6- Il centro destra esce politicamente lacerato dalla “settimana quirinalizia”. Non è il caso tuttavia di illudersi circa un suo prossimo ridimensionamento elettorale né che si sia alla vigilia di una partecipazione di FI o di sue componenti alla creazione di un “centro politico” che non escluda di allearsi con il Pd. Che il confronto interno al centro destra possa risolversi con la separazione di una componente essenziale come FI non lo ritengo realistico né auspicabile. E’ nell’interesse della democrazia italiana e del bipolarismo che FI resti una componente del centro destra legata al Ppe e dal forte profilo europeista, una forza impegnata a battersi per  irrobustire il profilo di governo del centro destra e a liberare la coalizione da suggestioni anti europee, da tentazioni populiste. Senza Forza Italia il centro destra si condannerebbe ad una inevitabile opposizione e sorgerebbe una sorta di nuovo “accordo per escludere”che  comprometterebbe la democrazia fondata sull’alternanza.

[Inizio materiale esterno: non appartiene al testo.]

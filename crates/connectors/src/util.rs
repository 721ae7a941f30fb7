//! Shared helpers for connector adapters.

use mw_domain::config::AuthConfig;
use mw_domain::error::{Error, Result};

/// Convert a [`reqwest::Error`] into the domain [`Error`] type.
///
/// Timeout errors map to [`Error::Timeout`]; everything else maps to
/// [`Error::Http`].
pub(crate) fn from_reqwest(e: reqwest::Error) -> Error {
    if e.is_timeout() {
        Error::Timeout(e.to_string())
    } else {
        Error::Http(e.to_string())
    }
}

/// Resolve a bearer credential from an [`AuthConfig`].
///
/// Precedence:
/// 1. `key` field (plaintext — warn)
/// 2. `service` + `account` → OS keychain via `keyring`
/// 3. `env` field (reads environment variable)
/// 4. Fallback for keychain mode: env var `{SERVICE}_{ACCOUNT}` uppercased
/// 5. Error
pub fn resolve_credential(auth: &AuthConfig) -> Result<String> {
    // 1. Plaintext key (warn the user)
    if let Some(ref key) = auth.key {
        tracing::warn!(
            "credential loaded from plaintext config field 'key' — \
             prefer 'env' or keychain 'service'+'account' instead"
        );
        return Ok(key.clone());
    }

    // 2. OS keychain via service + account
    if let (Some(ref service), Some(ref account)) = (&auth.service, &auth.account) {
        match resolve_from_keychain(service, account) {
            Ok(secret) => return Ok(secret),
            Err(e) => {
                tracing::warn!(
                    service = %service,
                    account = %account,
                    error = %e,
                    "keychain lookup failed, falling through to env"
                );
            }
        }
    }

    // 3. Env var
    if let Some(ref env_var) = auth.env {
        return std::env::var(env_var).map_err(|_| {
            Error::Auth(format!(
                "environment variable '{}' not set or not valid UTF-8",
                env_var
            ))
        });
    }

    // 4. Headless fallback: {SERVICE}_{ACCOUNT} uppercased
    if let (Some(ref service), Some(ref account)) = (&auth.service, &auth.account) {
        let fallback_var = keychain_fallback_env_name(service, account);
        if let Ok(val) = std::env::var(&fallback_var) {
            tracing::info!(
                env_var = %fallback_var,
                "credential resolved from keychain headless fallback env var"
            );
            return Ok(val);
        }
    }

    // 5. No credential found
    Err(Error::Auth(
        "no credential configured: set 'key', 'env', or keychain \
         'service'+'account' in AuthConfig"
            .into(),
    ))
}

/// Try to read a secret from the OS keychain.
///
/// Uses the `keyring` crate which wraps platform-native credential stores.
/// Returns an error on headless systems where no keychain daemon runs.
pub fn resolve_from_keychain(service: &str, account: &str) -> Result<String> {
    let entry = keyring::Entry::new(service, account)
        .map_err(|e| Error::Auth(format!("keyring entry creation failed: {e}")))?;
    entry
        .get_password()
        .map_err(|e| Error::Auth(format!("keyring get_password failed: {e}")))
}

/// Build the headless fallback env var name for a keychain service/account.
///
/// Uppercases both parts and replaces hyphens with underscores, then joins
/// with `_`. Example: `("msgwatch", "slack-bot-token")` → `"MSGWATCH_SLACK_BOT_TOKEN"`.
pub fn keychain_fallback_env_name(service: &str, account: &str) -> String {
    format!(
        "{}_{}",
        service.to_uppercase().replace('-', "_"),
        account.to_uppercase().replace('-', "_"),
    )
}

7- Draghi è rimasto a Palazzo Chigi. Costituisce un punto di forza nel lavoro che il Paese ha da compiere per fronteggiare la pandemia e garantire il consolidarsi della ripresa economica.  Resto persuaso tuttavia che la sua fosse la migliore delle soluzioni possibili per il Quirinale: la candidatura più naturale. Il presidente della Repubblica è garante della unità nazionale e allo stesso tempo della appartenenza dell’Italia alla Unione europea. Al Quirinale Mario Draghi sarebbe stato in grado di sorvegliare attentamente che le scelte sul piano economico corrispondessero agli impegni assunti in sede europea  rispettando le procedure e i tempi dell’imponente piano di riforme previsto dal Pnrr. Non solo. Da presidente della Repubblica Mario Draghi avrebbe potuto sollecitare e indirizzare l’azione del Parlamento verso il rinnovamento delle istituzioni, esigenza ormai improrogabile. Lasciamo perdere gli estremismi beceri di chi ha puntato a presentare il governo guidato da Mario Draghi come una sospensione della democrazia, subordinato alla grande finanza internazionale. Così come eviterei la retorica del reincarico come “investitura dal basso”. Ha pesato il timore di chi sosteneva che eletto Draghi al Quirinale lo scioglimento delle Camere fosse inevitabile quando in realtà sarebbe stato realistico un patto politico per tenere in piedi la legislatura ancora un anno e ottemperare agli impegni del Pnrr. Lo stesso Salvini in uno dei pochi momenti di lucidità aveva fatto cenno a questa possibilità, proposta anche da Letta. A Mario Draghi è affidato il compito di concludere la legislatura. Lo farà con dignità ed efficacia. Ma attenzione, ancora pochi mesi poi si scatenerà il corpo a corpo elettorale. Con le elezioni del 2023, poi, qualunque sia lo schieramento a prevalere, Mario Draghi uscirà di scena, fuori dal Quirinale e da Palazzo Chigi. Poca cosa? L’Italia si priverà, per responsabilità della ambiguità e della ignavia dei partiti, di una personalità il cui valore è riconosciuto ovunque, che ha rimesso in carreggiata il Paese dopo i guasti dei populisti al governo. Un leader politico competente e estraneo alle tradizionali pratiche cui è aduso il ceto politico italiano da tempo. Così vanno le cose dalle nostre parti, ahimè.